Michael Clyde Gallagher (born 1943) is an American academic administrator. He is a former President of Mesa State College now Colorado Mesa University in Grand Junction, Colorado. Gallagher later served as interim President of Idaho State University.  He also previously had served as President of the University of Houston-Victoria and as Dean of Business there.

Gallagher is a professor of business administration. He earned his B.B.A. from Southwest Texas State University (now Texas State University–San Marcos). His M.B.A. and Ph.D. are from Texas A&M University.

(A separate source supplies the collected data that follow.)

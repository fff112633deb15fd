//! Conversation message model

use crate::render::markdown_to_html;
use serde::{Deserialize, Serialize};
use std::fmt;
use std::str::FromStr;

/// Who produced a message
#[derive(Debug, Clone, Copy, PartialEq, Eq, Serialize, Deserialize)]
#[serde(rename_all = "lowercase")]
pub enum MessageKind {
    Question,
    Answer,
    Survey,
}

/// User rating of an answer
#[derive(Debug, Clone, Copy, PartialEq, Eq, Default, Serialize, Deserialize)]
pub enum Feedback {
    #[default]
    #[serde(rename = "nofbk")]
    None,
    #[serde(rename = "positive")]
    Positive,
    #[serde(rename = "negative")]
    Negative,
}

impl Feedback {
    pub fn as_str(self) -> &'static str {
        match self {
            Feedback::None => "nofbk",
            Feedback::Positive => "positive",
            Feedback::Negative => "negative",
        }
    }
}

impl fmt::Display for Feedback {
    fn fmt(&self, f: &mut fmt::Formatter<'_>) -> fmt::Result {
        f.write_str(self.as_str())
    }
}

impl FromStr for Feedback {
    type Err = String;

    fn from_str(s: &str) -> Result<Self, Self::Err> {
        match s {
            "nofbk" => Ok(Feedback::None),
            "positive" => Ok(Feedback::Positive),
            "negative" => Ok(Feedback::Negative),
            other => Err(format!("Unknown feedback: {other}")),
        }
    }
}

/// One entry in the conversation
#[derive(Debug, Clone, PartialEq, Eq, Serialize, Deserialize)]
pub struct Message {
    #[serde(rename = "type")]
    pub kind: MessageKind,
    /// HTML-bearing display text
    pub text: String,
    pub feedback: Feedback,
    #[serde(rename = "allowsfeedback")]
    pub allows_feedback: bool,
    #[serde(rename = "messageid")]
    pub message_id: String,
    /// Accumulated source text, re-rendered into `text` on every fragment
    #[serde(skip)]
    raw: String,
    /// `text` after the math pass, set once the stream completes
    #[serde(skip)]
    math_html: Option<String>,
}

impl Message {
    fn new(kind: MessageKind, text: &str, allows_feedback: bool, message_id: &str) -> Self {
        Self {
            kind,
            text: text.to_string(),
            feedback: Feedback::None,
            allows_feedback,
            message_id: message_id.to_string(),
            raw: text.to_string(),
            math_html: None,
        }
    }

    pub fn question(text: &str) -> Self {
        Self::new(MessageKind::Question, text, false, "")
    }

    /// Fixed assistant text (greeting, notices); cannot be rated
    pub fn notice(text: &str) -> Self {
        Self::new(MessageKind::Answer, text, false, "")
    }

    pub fn survey(text: &str) -> Self {
        Self::new(MessageKind::Survey, text, false, "")
    }

    /// Empty streamed answer waiting for its first fragment
    pub fn answer(message_id: &str) -> Self {
        Self::new(MessageKind::Answer, "", true, message_id)
    }

    pub fn is_answer(&self) -> bool {
        self.kind == MessageKind::Answer
    }

    pub fn raw_text(&self) -> &str {
        &self.raw
    }

    /// Append a fragment and re-render the whole accumulated text.
    pub(super) fn push_fragment(&mut self, fragment: &str) {
        self.raw.push_str(fragment);
        self.text = markdown_to_html(&self.raw);
        self.math_html = None;
    }

    pub(super) fn set_math_html(&mut self, html: String) {
        self.math_html = Some(html);
    }

    /// Best available HTML: math-rendered if the pass ran, else `text`
    pub fn display_html(&self) -> &str {
        self.math_html.as_deref().unwrap_or(&self.text)
    }
}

Gallagher was Vice President of Academic Affairs at Idaho State in the early and mid-1990s. He left in 1996 to become president at Mesa State, serving in that capacity until 2003. In the 70s and 80s he served as Director of the Small Business Institute at Southwest Texas State University, taught (1977–79) in the Troy State University MBA program in Europe, and was Chairman of the Department of Management at the University of Arkansas-Little Rock.

In October 2005 Gallagher returned to Idaho State to serve as interim president upon the retirement of Richard L. Bowen. He served as the university's president for the remainder of the 2005-06 school year while a search for a permanent replacement was conducted. In the Fall of 2006 Gallagher was succeeded by Dr. Arthur C. Vailas.

After leaving Idaho State Gallagher returned to Mesa State, where he taught international business until his retirement in 2010.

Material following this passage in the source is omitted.